Work item →
Scan the records for lines with the word "Runner", and copy every such line.

Records for this exercise →
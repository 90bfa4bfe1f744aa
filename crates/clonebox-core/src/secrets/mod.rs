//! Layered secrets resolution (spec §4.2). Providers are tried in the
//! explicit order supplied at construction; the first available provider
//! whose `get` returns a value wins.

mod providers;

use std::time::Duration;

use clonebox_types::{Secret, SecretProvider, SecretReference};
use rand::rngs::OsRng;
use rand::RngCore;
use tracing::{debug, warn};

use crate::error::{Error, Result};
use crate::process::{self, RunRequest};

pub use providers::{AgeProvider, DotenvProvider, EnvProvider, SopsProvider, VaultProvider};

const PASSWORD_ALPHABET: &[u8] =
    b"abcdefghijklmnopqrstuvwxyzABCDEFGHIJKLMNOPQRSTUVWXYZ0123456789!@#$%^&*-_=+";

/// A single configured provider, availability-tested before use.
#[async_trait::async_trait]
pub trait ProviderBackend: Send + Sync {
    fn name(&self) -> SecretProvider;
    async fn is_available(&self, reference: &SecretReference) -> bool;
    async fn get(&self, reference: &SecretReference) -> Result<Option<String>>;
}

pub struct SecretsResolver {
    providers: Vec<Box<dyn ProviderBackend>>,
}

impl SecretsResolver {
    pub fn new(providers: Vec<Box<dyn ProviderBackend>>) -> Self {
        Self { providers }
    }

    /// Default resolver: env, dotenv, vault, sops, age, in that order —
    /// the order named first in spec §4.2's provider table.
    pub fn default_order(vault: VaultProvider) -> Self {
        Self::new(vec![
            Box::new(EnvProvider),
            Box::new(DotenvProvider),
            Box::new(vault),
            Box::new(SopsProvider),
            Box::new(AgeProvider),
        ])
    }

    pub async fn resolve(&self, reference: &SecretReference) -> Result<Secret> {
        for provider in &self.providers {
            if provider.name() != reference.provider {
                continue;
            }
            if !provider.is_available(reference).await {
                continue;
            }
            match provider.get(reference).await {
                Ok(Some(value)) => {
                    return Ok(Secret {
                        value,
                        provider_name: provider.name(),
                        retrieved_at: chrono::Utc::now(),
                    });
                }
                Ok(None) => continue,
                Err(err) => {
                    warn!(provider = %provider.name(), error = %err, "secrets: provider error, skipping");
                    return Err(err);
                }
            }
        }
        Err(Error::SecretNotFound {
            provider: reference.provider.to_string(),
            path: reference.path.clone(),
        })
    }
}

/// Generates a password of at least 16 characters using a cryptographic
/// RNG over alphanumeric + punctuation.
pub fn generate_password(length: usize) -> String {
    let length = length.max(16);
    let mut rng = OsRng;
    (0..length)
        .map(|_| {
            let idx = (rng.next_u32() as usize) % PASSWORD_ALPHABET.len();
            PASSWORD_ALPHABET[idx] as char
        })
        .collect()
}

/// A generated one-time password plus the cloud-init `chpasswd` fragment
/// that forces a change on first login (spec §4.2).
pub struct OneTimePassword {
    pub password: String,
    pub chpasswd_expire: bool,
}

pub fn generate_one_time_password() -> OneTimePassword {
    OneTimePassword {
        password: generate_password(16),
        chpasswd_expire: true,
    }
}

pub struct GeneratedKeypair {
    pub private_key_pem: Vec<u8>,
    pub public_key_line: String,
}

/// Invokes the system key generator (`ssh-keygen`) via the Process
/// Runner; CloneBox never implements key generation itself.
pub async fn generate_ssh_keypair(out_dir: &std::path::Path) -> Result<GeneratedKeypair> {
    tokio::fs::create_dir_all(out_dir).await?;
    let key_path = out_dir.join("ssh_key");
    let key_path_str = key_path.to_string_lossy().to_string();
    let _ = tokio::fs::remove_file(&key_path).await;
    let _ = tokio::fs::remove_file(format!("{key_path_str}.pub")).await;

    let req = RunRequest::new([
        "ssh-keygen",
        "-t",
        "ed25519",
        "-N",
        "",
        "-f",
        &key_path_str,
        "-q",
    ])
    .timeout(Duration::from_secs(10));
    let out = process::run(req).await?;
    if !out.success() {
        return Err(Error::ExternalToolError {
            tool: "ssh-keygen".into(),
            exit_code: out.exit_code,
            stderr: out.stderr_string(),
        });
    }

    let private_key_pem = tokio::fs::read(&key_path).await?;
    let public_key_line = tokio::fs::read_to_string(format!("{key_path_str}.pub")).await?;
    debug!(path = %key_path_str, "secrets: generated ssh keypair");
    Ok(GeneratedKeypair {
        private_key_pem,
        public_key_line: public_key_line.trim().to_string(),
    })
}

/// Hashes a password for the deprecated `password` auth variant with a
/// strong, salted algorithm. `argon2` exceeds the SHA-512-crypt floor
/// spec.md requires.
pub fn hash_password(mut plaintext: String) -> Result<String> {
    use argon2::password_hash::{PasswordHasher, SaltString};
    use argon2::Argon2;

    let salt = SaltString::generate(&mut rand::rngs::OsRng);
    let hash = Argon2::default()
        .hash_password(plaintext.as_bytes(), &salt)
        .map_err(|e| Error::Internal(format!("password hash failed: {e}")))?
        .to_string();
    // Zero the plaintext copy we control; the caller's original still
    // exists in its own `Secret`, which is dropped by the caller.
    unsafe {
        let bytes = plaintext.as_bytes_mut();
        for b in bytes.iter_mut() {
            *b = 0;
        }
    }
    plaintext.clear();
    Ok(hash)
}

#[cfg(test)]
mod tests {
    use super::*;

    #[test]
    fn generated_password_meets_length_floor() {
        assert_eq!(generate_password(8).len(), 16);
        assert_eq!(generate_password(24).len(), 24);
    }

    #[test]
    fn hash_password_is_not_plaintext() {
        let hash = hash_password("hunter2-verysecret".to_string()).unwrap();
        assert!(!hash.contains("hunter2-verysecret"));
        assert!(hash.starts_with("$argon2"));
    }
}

---

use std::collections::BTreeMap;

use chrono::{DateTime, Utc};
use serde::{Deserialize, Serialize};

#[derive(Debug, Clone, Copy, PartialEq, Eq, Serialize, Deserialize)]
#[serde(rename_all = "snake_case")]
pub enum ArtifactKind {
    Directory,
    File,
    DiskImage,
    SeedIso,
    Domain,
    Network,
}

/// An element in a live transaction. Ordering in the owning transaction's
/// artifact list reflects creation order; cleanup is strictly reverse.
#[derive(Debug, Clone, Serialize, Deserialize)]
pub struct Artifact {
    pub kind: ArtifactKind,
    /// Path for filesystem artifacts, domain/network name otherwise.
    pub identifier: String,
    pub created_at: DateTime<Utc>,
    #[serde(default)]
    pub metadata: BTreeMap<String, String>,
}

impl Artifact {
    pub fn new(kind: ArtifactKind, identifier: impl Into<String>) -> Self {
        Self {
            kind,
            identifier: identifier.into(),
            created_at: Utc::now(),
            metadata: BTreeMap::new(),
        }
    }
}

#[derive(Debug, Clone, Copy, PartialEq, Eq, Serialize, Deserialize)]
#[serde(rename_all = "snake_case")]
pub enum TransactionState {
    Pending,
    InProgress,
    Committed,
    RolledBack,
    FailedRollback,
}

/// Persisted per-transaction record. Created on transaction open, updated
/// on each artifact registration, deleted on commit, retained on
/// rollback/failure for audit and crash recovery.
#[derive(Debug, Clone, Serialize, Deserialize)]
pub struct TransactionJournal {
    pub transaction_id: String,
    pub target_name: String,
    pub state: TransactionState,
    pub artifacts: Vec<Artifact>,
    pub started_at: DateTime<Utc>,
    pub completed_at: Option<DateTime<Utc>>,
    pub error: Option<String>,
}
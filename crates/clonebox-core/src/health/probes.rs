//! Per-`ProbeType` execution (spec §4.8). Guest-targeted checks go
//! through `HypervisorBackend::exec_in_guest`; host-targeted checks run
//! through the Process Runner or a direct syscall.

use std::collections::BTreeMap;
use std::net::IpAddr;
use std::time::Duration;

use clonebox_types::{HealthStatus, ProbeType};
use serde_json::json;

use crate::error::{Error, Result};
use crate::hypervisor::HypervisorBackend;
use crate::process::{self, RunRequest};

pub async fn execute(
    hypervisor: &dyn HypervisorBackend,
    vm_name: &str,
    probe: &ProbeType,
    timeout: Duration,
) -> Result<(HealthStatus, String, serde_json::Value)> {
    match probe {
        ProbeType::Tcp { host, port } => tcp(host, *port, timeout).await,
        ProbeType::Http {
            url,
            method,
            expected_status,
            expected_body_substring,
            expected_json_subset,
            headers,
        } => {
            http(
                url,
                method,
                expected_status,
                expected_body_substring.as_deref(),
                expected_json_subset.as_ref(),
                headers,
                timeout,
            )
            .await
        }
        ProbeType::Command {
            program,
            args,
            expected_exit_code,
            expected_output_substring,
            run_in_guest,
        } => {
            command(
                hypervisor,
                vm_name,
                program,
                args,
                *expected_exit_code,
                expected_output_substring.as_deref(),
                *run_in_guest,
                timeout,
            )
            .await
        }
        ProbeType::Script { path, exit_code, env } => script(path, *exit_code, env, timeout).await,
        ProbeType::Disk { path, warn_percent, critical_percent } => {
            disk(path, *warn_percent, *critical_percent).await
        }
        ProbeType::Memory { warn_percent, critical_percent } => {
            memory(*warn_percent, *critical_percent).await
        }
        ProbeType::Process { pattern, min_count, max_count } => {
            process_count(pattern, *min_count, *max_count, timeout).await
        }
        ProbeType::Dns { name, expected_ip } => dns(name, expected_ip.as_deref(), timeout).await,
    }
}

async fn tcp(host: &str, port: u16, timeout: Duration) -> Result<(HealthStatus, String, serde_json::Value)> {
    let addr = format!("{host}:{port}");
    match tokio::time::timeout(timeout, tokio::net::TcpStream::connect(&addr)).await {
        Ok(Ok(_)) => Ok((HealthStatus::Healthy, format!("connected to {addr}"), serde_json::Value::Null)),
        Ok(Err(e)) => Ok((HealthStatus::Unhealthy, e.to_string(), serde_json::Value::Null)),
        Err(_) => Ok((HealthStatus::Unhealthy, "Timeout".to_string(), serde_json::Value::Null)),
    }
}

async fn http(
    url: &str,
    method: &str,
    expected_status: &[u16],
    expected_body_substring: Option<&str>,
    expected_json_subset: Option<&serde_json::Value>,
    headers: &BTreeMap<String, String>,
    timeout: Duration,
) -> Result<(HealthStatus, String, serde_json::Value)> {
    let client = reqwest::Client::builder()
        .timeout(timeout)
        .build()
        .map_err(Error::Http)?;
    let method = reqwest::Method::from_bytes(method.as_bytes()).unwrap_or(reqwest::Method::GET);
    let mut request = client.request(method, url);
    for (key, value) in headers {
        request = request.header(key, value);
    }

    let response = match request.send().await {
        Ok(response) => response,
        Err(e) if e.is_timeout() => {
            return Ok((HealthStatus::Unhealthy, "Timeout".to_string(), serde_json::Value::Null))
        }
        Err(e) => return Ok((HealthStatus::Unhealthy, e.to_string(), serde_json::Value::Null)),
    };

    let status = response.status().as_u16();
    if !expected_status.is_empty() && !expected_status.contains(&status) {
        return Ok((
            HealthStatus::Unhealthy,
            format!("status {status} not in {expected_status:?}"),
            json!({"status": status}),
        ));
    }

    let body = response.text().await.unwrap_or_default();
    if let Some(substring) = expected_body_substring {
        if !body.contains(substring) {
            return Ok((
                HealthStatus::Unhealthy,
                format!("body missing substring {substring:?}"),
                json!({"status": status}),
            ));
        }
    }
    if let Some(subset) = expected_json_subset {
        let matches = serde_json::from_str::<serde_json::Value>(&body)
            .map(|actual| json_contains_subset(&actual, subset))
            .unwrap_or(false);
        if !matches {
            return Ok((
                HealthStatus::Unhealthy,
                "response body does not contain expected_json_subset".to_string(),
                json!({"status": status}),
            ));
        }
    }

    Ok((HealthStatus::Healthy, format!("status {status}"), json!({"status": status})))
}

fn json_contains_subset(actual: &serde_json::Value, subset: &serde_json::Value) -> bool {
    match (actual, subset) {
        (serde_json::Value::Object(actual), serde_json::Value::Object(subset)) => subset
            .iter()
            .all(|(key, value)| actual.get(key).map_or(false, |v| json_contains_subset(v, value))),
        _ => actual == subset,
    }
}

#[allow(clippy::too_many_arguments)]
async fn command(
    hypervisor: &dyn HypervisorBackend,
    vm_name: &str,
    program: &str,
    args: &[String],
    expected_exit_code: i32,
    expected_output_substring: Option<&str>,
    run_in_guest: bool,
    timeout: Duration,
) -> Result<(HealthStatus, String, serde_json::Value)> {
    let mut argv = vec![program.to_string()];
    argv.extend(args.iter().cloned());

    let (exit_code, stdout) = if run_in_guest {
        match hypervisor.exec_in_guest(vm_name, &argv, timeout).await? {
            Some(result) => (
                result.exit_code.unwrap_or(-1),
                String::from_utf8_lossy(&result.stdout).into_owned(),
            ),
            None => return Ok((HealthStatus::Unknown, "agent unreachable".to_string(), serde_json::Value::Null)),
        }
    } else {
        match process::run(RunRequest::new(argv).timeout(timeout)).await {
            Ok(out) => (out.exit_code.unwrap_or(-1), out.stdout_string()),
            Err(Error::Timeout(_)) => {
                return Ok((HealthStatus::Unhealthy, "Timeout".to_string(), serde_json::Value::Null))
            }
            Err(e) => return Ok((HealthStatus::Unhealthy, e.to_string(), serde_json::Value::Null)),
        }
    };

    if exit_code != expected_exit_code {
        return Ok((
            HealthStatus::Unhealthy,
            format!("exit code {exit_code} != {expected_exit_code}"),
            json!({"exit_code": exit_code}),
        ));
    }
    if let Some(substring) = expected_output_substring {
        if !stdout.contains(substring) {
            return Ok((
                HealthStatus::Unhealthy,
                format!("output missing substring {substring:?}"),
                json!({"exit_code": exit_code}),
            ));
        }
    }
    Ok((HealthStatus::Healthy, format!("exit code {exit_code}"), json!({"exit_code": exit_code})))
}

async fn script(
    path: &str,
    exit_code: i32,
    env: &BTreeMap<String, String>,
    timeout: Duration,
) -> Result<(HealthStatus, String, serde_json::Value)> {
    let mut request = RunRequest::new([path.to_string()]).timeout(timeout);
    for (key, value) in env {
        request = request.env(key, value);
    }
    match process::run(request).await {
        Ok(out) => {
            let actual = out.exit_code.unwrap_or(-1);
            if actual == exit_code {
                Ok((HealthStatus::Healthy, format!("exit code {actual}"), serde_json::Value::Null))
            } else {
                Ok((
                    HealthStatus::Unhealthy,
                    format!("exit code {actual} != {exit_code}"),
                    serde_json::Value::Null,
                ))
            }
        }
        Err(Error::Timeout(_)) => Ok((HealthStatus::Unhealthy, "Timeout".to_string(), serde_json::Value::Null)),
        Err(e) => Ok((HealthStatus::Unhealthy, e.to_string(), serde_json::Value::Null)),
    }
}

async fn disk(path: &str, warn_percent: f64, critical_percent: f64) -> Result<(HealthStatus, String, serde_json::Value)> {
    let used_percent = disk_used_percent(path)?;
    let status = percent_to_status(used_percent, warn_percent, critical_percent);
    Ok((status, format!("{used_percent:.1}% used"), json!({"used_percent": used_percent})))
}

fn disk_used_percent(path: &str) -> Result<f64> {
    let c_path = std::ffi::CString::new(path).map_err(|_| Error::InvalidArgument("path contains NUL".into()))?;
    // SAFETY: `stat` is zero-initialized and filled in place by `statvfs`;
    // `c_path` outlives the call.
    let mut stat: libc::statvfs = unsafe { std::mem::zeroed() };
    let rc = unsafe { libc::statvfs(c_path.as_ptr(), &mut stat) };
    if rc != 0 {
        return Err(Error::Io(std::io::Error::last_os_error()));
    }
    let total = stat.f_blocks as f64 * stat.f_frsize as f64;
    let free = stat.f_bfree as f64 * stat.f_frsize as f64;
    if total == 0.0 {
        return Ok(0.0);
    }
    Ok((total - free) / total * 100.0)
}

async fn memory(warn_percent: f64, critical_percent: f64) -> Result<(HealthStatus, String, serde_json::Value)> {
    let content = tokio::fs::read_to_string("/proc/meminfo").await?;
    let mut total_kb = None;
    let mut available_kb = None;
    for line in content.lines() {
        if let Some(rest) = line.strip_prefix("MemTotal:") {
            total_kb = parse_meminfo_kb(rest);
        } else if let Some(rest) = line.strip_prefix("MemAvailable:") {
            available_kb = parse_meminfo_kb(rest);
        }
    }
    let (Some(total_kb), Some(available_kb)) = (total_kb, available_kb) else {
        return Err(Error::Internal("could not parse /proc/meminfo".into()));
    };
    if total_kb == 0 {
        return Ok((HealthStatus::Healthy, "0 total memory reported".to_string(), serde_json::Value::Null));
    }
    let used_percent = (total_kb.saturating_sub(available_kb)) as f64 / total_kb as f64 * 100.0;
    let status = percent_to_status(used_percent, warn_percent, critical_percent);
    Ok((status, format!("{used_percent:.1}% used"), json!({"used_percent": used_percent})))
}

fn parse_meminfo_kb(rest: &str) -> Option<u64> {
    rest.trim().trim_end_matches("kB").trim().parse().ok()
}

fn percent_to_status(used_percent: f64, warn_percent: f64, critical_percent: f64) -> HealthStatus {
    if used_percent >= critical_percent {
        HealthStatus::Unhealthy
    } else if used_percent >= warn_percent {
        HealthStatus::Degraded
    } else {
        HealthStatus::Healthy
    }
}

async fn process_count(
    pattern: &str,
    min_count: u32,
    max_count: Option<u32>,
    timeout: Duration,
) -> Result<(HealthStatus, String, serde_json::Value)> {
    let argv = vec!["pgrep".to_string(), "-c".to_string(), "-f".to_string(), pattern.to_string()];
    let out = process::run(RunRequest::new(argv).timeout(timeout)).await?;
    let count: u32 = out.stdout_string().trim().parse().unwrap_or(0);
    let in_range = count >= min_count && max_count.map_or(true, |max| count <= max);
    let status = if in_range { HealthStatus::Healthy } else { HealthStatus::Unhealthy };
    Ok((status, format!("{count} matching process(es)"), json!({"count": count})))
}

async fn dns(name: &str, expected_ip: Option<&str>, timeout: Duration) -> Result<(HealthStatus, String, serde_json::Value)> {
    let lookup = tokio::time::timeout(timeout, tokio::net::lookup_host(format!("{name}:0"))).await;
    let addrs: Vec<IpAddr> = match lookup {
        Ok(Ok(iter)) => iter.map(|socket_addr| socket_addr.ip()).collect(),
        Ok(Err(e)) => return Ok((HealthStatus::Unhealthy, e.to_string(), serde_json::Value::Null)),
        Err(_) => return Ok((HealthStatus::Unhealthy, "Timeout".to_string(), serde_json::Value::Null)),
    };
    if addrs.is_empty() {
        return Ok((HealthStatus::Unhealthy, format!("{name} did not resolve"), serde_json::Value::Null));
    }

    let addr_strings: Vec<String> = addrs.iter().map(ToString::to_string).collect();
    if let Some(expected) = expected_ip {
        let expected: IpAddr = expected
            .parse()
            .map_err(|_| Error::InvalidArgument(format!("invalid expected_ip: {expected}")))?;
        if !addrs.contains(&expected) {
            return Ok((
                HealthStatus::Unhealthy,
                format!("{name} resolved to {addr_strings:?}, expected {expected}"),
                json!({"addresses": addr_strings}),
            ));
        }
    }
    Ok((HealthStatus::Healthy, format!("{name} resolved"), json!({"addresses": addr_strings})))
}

---

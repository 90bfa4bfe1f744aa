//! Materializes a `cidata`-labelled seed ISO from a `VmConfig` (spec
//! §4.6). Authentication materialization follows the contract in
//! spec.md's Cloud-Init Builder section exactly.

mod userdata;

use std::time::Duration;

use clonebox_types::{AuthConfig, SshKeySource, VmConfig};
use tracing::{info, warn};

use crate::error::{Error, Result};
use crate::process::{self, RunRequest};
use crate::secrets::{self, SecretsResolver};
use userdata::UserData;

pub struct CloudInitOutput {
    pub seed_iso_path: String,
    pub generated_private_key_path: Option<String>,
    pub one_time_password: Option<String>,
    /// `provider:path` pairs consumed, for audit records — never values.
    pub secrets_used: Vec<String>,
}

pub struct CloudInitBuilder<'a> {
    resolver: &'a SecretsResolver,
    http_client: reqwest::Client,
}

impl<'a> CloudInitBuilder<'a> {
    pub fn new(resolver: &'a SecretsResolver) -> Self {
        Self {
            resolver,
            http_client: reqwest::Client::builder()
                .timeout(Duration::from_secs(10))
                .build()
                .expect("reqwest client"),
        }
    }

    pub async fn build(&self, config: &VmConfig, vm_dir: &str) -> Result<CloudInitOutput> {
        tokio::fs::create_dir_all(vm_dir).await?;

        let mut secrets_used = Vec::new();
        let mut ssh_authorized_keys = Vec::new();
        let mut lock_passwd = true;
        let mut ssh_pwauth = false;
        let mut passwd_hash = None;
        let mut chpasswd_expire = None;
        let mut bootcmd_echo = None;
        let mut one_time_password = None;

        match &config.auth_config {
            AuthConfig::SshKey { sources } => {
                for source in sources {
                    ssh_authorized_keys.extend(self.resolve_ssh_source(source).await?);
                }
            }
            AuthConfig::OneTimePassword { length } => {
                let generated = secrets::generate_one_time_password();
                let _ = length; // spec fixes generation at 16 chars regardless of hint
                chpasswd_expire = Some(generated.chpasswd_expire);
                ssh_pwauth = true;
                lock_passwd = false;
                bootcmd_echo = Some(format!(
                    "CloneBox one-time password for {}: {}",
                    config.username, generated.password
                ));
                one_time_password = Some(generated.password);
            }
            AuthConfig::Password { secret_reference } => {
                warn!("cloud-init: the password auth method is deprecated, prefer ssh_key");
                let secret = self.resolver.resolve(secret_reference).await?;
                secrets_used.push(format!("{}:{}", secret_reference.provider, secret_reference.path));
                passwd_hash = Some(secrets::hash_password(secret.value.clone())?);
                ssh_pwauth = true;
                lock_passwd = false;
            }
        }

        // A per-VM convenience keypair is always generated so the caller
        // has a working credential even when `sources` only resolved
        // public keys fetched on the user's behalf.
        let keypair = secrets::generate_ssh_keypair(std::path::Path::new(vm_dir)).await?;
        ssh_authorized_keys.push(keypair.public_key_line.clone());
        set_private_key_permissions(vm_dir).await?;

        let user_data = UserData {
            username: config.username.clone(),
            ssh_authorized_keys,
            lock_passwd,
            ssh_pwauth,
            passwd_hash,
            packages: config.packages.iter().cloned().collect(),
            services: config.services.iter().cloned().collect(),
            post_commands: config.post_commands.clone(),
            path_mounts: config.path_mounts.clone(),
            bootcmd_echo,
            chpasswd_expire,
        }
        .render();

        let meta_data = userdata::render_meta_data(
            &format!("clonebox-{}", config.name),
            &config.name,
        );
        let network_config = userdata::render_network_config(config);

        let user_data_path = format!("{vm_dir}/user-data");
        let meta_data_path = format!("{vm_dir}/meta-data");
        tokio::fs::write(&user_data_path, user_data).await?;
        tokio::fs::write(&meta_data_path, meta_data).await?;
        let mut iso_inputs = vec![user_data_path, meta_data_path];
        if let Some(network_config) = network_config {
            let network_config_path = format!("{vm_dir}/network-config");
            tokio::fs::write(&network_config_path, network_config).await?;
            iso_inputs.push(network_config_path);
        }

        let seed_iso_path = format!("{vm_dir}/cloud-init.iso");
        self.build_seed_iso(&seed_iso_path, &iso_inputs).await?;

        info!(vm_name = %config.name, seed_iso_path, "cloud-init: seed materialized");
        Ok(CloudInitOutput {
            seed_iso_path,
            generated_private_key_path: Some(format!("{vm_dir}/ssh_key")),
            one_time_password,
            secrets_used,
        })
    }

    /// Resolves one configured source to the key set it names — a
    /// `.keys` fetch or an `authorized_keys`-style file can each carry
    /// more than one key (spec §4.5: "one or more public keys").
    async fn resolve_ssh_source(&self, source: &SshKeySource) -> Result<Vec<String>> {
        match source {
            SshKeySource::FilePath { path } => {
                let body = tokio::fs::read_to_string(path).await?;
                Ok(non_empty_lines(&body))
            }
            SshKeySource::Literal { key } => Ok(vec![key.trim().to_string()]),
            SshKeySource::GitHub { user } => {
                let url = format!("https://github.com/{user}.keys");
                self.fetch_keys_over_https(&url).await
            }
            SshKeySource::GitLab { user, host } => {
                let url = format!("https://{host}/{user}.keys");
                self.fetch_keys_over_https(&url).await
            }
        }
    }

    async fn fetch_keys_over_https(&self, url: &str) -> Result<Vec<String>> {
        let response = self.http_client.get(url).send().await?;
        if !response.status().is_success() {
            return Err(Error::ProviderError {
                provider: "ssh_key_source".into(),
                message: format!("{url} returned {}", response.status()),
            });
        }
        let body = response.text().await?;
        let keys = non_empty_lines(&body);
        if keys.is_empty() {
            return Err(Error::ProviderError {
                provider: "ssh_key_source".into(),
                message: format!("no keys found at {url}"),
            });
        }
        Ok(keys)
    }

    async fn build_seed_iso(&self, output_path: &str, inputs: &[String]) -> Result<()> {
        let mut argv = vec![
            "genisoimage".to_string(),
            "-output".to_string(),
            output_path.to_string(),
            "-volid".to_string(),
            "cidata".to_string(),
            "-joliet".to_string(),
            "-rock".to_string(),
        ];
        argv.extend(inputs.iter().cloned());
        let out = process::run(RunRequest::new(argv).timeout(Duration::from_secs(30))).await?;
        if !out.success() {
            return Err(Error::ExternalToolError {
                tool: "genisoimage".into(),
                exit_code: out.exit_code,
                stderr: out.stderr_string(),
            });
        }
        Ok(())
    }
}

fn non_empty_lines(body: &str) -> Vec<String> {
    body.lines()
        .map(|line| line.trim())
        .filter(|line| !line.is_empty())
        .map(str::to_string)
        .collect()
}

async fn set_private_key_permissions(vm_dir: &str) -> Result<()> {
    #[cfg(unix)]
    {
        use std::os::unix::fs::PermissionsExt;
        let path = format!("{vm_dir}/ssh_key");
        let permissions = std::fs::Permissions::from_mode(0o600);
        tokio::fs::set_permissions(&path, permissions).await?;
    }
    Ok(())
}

Solution to this problem →
/// Runner; CloneBox never implements key generation itself.
//! through the Process Runner or a direct syscall.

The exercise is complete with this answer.